From: Mauro Carvalho Chehab <mchehab+huawei@kernel.org>
To: Jonathan Corbet <corbet@lwn.net>
Cc: linux-doc@vger.kernel.org, linux-kernel@vger.kernel.org,
Akira Yokosawa <akiyks@gmail.com>
Subject: Re: [PATCH 03/12] docs: kdoc: backslashectomy in kdoc_parser
Date: Mon, 4 Aug 2025 14:58:18 +0200 [thread overview]
Message-ID: <20250804145818.3cc73ca2@foz.lan> (raw)

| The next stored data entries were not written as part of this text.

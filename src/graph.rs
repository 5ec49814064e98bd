//! Step graphs: editor-authored steps joined by edges.
//!
//! A graph document is YAML or JSON:
//!
//! ```yaml
//! name: project branches
//! steps:
//!   - id: create
//!     method: POST
//!     url: /projects
//!     body: {"name": "demo"}
//!     captures:
//!       - name: id
//!         path: data.id
//!     asserts:
//!       - status == 201
//!   - id: fetch
//!     method: GET
//!     url: /projects/{{project_id}}
//! edges:
//!   - source: create
//!     target: fetch
//!     variable_mapping:
//!       id: project_id
//! ```
//!
//! [`plan`] turns any scenario into an [`ExecutionPlan`]: a
//! deterministic topological order plus, per step, its upstream steps
//! and inbound variable renames.

use std::cmp::Reverse;
use std::collections::{BTreeMap, BinaryHeap, HashMap, HashSet};

use serde::Deserialize;
use serde_json::Value;

use crate::assertion::Assertion;
use crate::capture;
use crate::error::{ParseError, ParseErrorKind};
use crate::markdown_parser::slugify;
use crate::model::{
    Capture, Edge, HttpMethod, Position, Scenario, ScenarioKind, Step, StepOptions,
};

#[derive(Debug, Deserialize)]
struct GraphDocument {
    #[serde(default)]
    id: Option<String>,
    name: String,
    steps: Vec<GraphStep>,
    #[serde(default)]
    edges: Vec<GraphEdge>,
}

#[derive(Debug, Deserialize)]
struct GraphStep {
    id: String,
    #[serde(default)]
    name: Option<String>,
    method: String,
    url: String,
    #[serde(default)]
    headers: BTreeMap<String, String>,
    /// Raw string, or any JSON value that is serialized as the body.
    #[serde(default)]
    body: Option<Value>,
    #[serde(default)]
    captures: Vec<Capture>,
    #[serde(default)]
    asserts: Vec<String>,
    #[serde(default)]
    sort_order: Option<u32>,
    #[serde(default)]
    position: Option<Position>,
    #[serde(default)]
    options: StepOptions,
}

#[derive(Debug, Deserialize)]
struct GraphEdge {
    #[serde(alias = "source_step_id")]
    source: String,
    #[serde(alias = "target_step_id")]
    target: String,
    #[serde(default)]
    variable_mapping: BTreeMap<String, String>,
}

/// Dispatch order and dependency wiring for one scenario. Indices
/// refer to `scenario.steps()`.
#[derive(Debug, Clone, PartialEq, Eq)]
pub struct ExecutionPlan {
    pub order: Vec<usize>,
    /// Direct upstream steps of each step.
    pub upstream: Vec<Vec<usize>>,
    /// `(source, mapping)` for each edge ending at a step.
    pub inbound: Vec<Vec<(usize, BTreeMap<String, String>)>>,
}

/// Parse a YAML or JSON graph document into a validated scenario.
pub fn parse_graph(input: &str) -> Result<Scenario, ParseError> {
    let doc: GraphDocument = serde_yaml::from_str(input)
        .map_err(|e| ParseError::new(ParseErrorKind::Malformed(format!("invalid graph document: {e}"))))?;

    let mut steps = Vec::with_capacity(doc.steps.len());
    for (idx, raw) in doc.steps.into_iter().enumerate() {
        steps.push(convert_step(raw, idx)?);
    }
    let edges = doc
        .edges
        .into_iter()
        .map(|e| Edge {
            source_step_id: e.source,
            target_step_id: e.target,
            variable_mapping: e.variable_mapping,
        })
        .collect();

    let scenario = Scenario {
        id: doc.id.unwrap_or_else(|| slugify(&doc.name)),
        name: doc.name,
        source: None,
        kind: ScenarioKind::Graph { steps, edges },
    };
    validate(&scenario)?;
    Ok(scenario)
}

fn convert_step(raw: GraphStep, idx: usize) -> Result<Step, ParseError> {
    let label = raw.name.clone().unwrap_or_else(|| raw.id.clone());
    let fail = |kind: ParseErrorKind| ParseError::in_step(label.clone(), kind);

    let method: HttpMethod = raw.method.parse().map_err(fail)?;
    let body = match raw.body {
        None | Some(Value::Null) => None,
        Some(Value::String(text)) => Some(text),
        Some(other) => Some(other.to_string()),
    };
    let asserts = raw
        .asserts
        .iter()
        .map(|line| {
            Assertion::parse(line).map_err(|reason| {
                fail(ParseErrorKind::InvalidAssertion(format!("{line}: {reason}")))
            })
        })
        .collect::<Result<Vec<_>, _>>()?;

    let mut step = Step::new(raw.id, method, raw.url);
    step.name = label;
    step.headers = raw.headers;
    step.body = body;
    step.captures = raw.captures;
    step.asserts = asserts;
    step.sort_order = raw
        .sort_order
        .unwrap_or_else(|| u32::try_from(idx).unwrap_or(u32::MAX));
    step.position = raw.position;
    step.options = raw.options;
    Ok(step)
}

/// Structural checks shared by parsed and programmatically built
/// scenarios: non-empty ids and urls, unique ids, valid capture names,
/// edges between known steps, and no cycles. Returns the plan on
/// success.
pub fn validate(scenario: &Scenario) -> Result<ExecutionPlan, ParseError> {
    let steps = scenario.steps();
    if steps.is_empty() {
        return Err(ParseError::new(ParseErrorKind::NoSteps));
    }

    let mut seen = HashSet::new();
    for step in steps {
        if step.id.trim().is_empty() {
            return Err(ParseError::in_step(
                step.name.clone(),
                ParseErrorKind::Malformed("step id is empty".to_string()),
            ));
        }
        if !seen.insert(step.id.as_str()) {
            return Err(ParseError::in_step(
                step.name.clone(),
                ParseErrorKind::DuplicateStepId(step.id.clone()),
            ));
        }
        if step.url.trim().is_empty() {
            return Err(ParseError::in_step(step.name.clone(), ParseErrorKind::EmptyUrl));
        }
        for c in &step.captures {
            capture::validate(&c.name, &c.path)
                .map_err(|kind| ParseError::in_step(step.name.clone(), kind))?;
        }
    }

    plan(scenario)
}

/// Compute the execution plan.
///
/// Scripts run by `(sort_order, declaration index)`, each step
/// depending on the one before it. Graphs use Kahn's algorithm; among
/// ready steps the one with the lowest `(sort_order, declaration index)`
/// goes first, so the order is stable across runs.
pub fn plan(scenario: &Scenario) -> Result<ExecutionPlan, ParseError> {
    let steps = scenario.steps();
    let n = steps.len();

    if let ScenarioKind::Script { .. } = scenario.kind {
        let mut order: Vec<usize> = (0..n).collect();
        order.sort_by_key(|&i| (steps[i].sort_order, i));
        let mut upstream = vec![Vec::new(); n];
        let mut inbound = vec![Vec::new(); n];
        for pair in order.windows(2) {
            upstream[pair[1]].push(pair[0]);
            inbound[pair[1]].push((pair[0], BTreeMap::new()));
        }
        return Ok(ExecutionPlan {
            order,
            upstream,
            inbound,
        });
    }

    let index: HashMap<&str, usize> = steps
        .iter()
        .enumerate()
        .map(|(i, s)| (s.id.as_str(), i))
        .collect();

    let mut upstream: Vec<Vec<usize>> = vec![Vec::new(); n];
    let mut inbound: Vec<Vec<(usize, BTreeMap<String, String>)>> = vec![Vec::new(); n];
    let mut dependents: Vec<Vec<usize>> = vec![Vec::new(); n];

    for edge in scenario.edges() {
        let source = *index.get(edge.source_step_id.as_str()).ok_or_else(|| {
            ParseError::new(ParseErrorKind::UnknownStep(edge.source_step_id.clone()))
        })?;
        let target = *index.get(edge.target_step_id.as_str()).ok_or_else(|| {
            ParseError::new(ParseErrorKind::UnknownStep(edge.target_step_id.clone()))
        })?;
        if !upstream[target].contains(&source) {
            upstream[target].push(source);
            dependents[source].push(target);
        }
        inbound[target].push((source, edge.variable_mapping.clone()));
    }

    let mut in_degree: Vec<usize> = upstream.iter().map(Vec::len).collect();
    let mut ready: BinaryHeap<Reverse<(u32, usize)>> = in_degree
        .iter()
        .enumerate()
        .filter(|(_, deg)| **deg == 0)
        .map(|(i, _)| Reverse((steps[i].sort_order, i)))
        .collect();

    let mut order = Vec::with_capacity(n);
    while let Some(Reverse((_, idx))) = ready.pop() {
        order.push(idx);
        for &dependent in &dependents[idx] {
            in_degree[dependent] -= 1;
            if in_degree[dependent] == 0 {
                ready.push(Reverse((steps[dependent].sort_order, dependent)));
            }
        }
    }

    if order.len() != n {
        let placed: HashSet<usize> = order.iter().copied().collect();
        let in_cycle = steps
            .iter()
            .enumerate()
            .filter(|(i, _)| !placed.contains(i))
            .map(|(_, s)| s.id.clone())
            .collect();
        return Err(ParseError::new(ParseErrorKind::CycleDetected(in_cycle)));
    }

    Ok(ExecutionPlan {
        order,
        upstream,
        inbound,
    })
}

In-Reply-To: <87h5yrruki.fsf@trenco.lwn.net>
Em Fri, 01 Aug 2025 08:21:49 -0600
Jonathan Corbet <corbet@lwn.net> escreveu:
> Mauro Carvalho Chehab <mchehab+huawei@kernel.org> writes:
>
> > Em Thu, 31 Jul 2025 18:13:17 -0600
> > Jonathan Corbet <corbet@lwn.net> escreveu:
> >
> >> A lot of the regular expressions in this file have extraneous backslashes
> >
> > This one is a bit scary... It could actually cause issues somewhere.
>
> What kind of issues?
I caught several issues in the past due to the lack of it. Don't
recall the specific cases, but using reserved symbols without
backslashes have giving me enough headaches.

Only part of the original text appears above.